Il capo d’anno ebraico che secondo il calendario lunare biblico é il 5773esimo anniversario della creazione del mondo, inizierà la sera di domenica. Durerà due giorni e il suo significato e il suo modo di celebrarlo è molto differente da quello cristiano o cinese. Infatti si tratta dell’apertura di una causa fra creato e Creatore davanti al tribunale celeste.
Davanti ad esso passerà ogni essere vivente per essere giudicato. Verrà stabilita per ciascuno – nazioni incluse – pena o premio. Chi vivrà e chi morirà. Chi si arricchirà e chi si impoverirà, chi soffrirà e chi gioirà” e così via recita il testo della preghiera.
Giudizio non però definitivamente “registrato” il che avverrà solo 10 giorni dopo nel giorno di Kippur, giorno di totale digiuno e di continua preghiera. Per dieci giorni, dedicati all’esame di coscienza, alla richiesta di perdono alle persone offese, all’ammissione dei peccati, viene così offerta la possibilità di ricredersi e ottenere eventualmente, il rinvio o la cancellazione della pena. In altre parole il capo d’anno ebraico non é gioioso e materialistico anche se le tradizioni culinarie lo sono.
Diventa così naturale per i media focalizzarsi su quello che lo Stato degli ebrei, il primo dal tempo della distruzione del Tempio di Gerusalemme (simbolo dell’identità religiosa nazionale) per mano di Tito imperatore nel 70 d.C., ha realizzato o fallito nel suo 63esimo anno di esistenza, con le alte cariche civili, religiose, militari, culturali dello stato che pubblicano in messaggi e interviste il loro punto più o meno sincero sulla situazione e sul loro operato.
Alcuni fatti positivi sono evidenti: la popolazione dello stato ha raggiunto gli 8 milioni , simile a quella svizzera diventando la maggiore comunità ebraica del mondo; l’economia, in pieno sviluppo, é fra le poche non colpita dalla crisi; la moneta é solida, la disoccupazione (7%) in discesa; gli investimenti esteri in crescita, lo spread a 229, le istituzioni democratiche solide e funzionanti nel mezzo delle convulsioni del mondo arabo. Insomma dal tempo dell’esilio di Babilonia mai gli ebrei sono stato meglio nella terra di Israele.
Eppure questa società di immigranti che fanno del loro assorbimento la fonte della sua energia, affronta il nuovo anno turbata. Sul piano politico c’é la delusione per l’incapacità tanto della destra quanto della sinistra di promuovere soluzioni nei confronti del problema palestinese e di una occupazione che rappresenta per la società israeliana un peso morale più grave di quello della sicurezza, anch’esso mai risolto. La minaccia nucleare iraniana condivisa sottobanco con il resto dei paesi arabi della regione, pone il governo di fronte a scelte esistenziali che oltre tutto lo pongono in aperto contrasto con l’attuale amministrazione americana.
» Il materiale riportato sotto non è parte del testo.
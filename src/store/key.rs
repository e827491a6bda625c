// Storage key formatting and parsing

use std::fmt;
use std::sync::OnceLock;

use crate::constants::{LEASE_KEY_PREFIX, STORAGE_KEY_PREFIX};

/// Identity of one storage as seen from one host
#[derive(Debug, Clone, PartialEq, Eq, Hash)]
pub struct StorageKey {
    storage: String,
    hostname: String,
}

impl StorageKey {
    pub fn new(storage: impl Into<String>, hostname: impl Into<String>) -> Self {
        Self {
            storage: storage.into(),
            hostname: hostname.into(),
        }
    }

    /// Key for `storage` on the local host
    pub fn local(storage: impl Into<String>) -> Self {
        Self::new(storage, local_hostname())
    }

    pub fn storage(&self) -> &str {
        &self.storage
    }

    pub fn hostname(&self) -> &str {
        &self.hostname
    }

    /// Shared store key: `storage_accessible:{storage}:{hostname}`
    pub fn cache_key(&self) -> String {
        format!("{}{}:{}", STORAGE_KEY_PREFIX, self.storage, self.hostname)
    }

    /// Lease name serializing checks of this storage+host
    pub fn lease_key(&self) -> String {
        format!("{}{}", LEASE_KEY_PREFIX, self.cache_key())
    }

    /// Parses a key produced by [`StorageKey::cache_key`]
    ///
    /// The hostname is the last `:`-separated segment.
    pub fn parse(cache_key: &str) -> Option<Self> {
        let rest = cache_key.strip_prefix(STORAGE_KEY_PREFIX)?;
        let (storage, hostname) = rest.rsplit_once(':')?;
        if storage.is_empty() || hostname.is_empty() {
            return None;
        }
        Some(Self::new(storage, hostname))
    }
}

impl fmt::Display for StorageKey {
    fn fmt(&self, f: &mut fmt::Formatter<'_>) -> fmt::Result {
        write!(f, "{}@{}", self.storage, self.hostname)
    }
}

/// Prefix shared by every key of `storage`, across all hosts
pub fn prefix_for_storage(storage: &str) -> String {
    format!("{}{}:", STORAGE_KEY_PREFIX, storage)
}

/// Hostname from the last segment of a storage key
pub fn hostname_from_key(cache_key: &str) -> &str {
    cache_key.rsplit(':').next().unwrap_or(cache_key)
}

/// Hostname of this machine, resolved once per process
pub fn local_hostname() -> &'static str {
    static HOSTNAME: OnceLock<String> = OnceLock::new();
    HOSTNAME.get_or_init(|| match hostname::get() {
        Ok(name) => name.to_string_lossy().into_owned(),
        Err(e) => {
            tracing::warn!(error = %e, "Could not resolve hostname, using 'localhost'");
            "localhost".to_string()
        }
    })
}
Ma il problema più grave che questo paese deve affrontare é quello della propria identità. Come scriveva recentemente l’autorevole demografo israeliano Sergio della Pergola, è difficile parlare di Israele in termini normali. “ Il sionismo storico come strumento della sovranità statale perseguiva due scopi: mantenere l’eccezionalità e conseguire la normalità per il popolo ebraico.E’ possibile conseguire questi due obiettivi antitetici?” si chiedeva della Pergola.
Probabilmente no. Il fatto che lo stato di Israele sia l’unico membro delle Nazioni Unite ad essere minacciato di distruzione, l’unico la cui legittimità é contestata, ne é la prova. L’esame di coscienza che il Capo d’Anno tradizionalmente impone, non é perciò soltanto rivolto alla ricerca di soluzioni di problemi esterni ma sopratutto a quelli interni: cioè chiarire il significato di uno stato ebraico moderno e democratico che non ha “parenti” nel presente come nel passato.
Se é stato difficile per l’Italia definire attraverso molteplici conflitti interni, crolli di regimi, guerre vittoriose e sconfitte cosa significa “fare gli Italiani”, ancora di più lo é per una società in guerra da quasi un secolo, in un paese dalle frontiere non ancora internazionalmente riconosciute. Sono dunque molti i motivi di orgoglio, di ripensamento e di umiltà in questa società traboccante di energia e allo stesso tempo così bisognosa di quiete; così legata alle tradizioni e così appassionatamente moderna e innovatrice.
Se i pronostici sono al tempo stesso realistici e messianici, l’unica cosa certa é che anche nel prossimo anno si continuerà ad odiare o amare Israele. Ma restarne indifferenti, impossibile.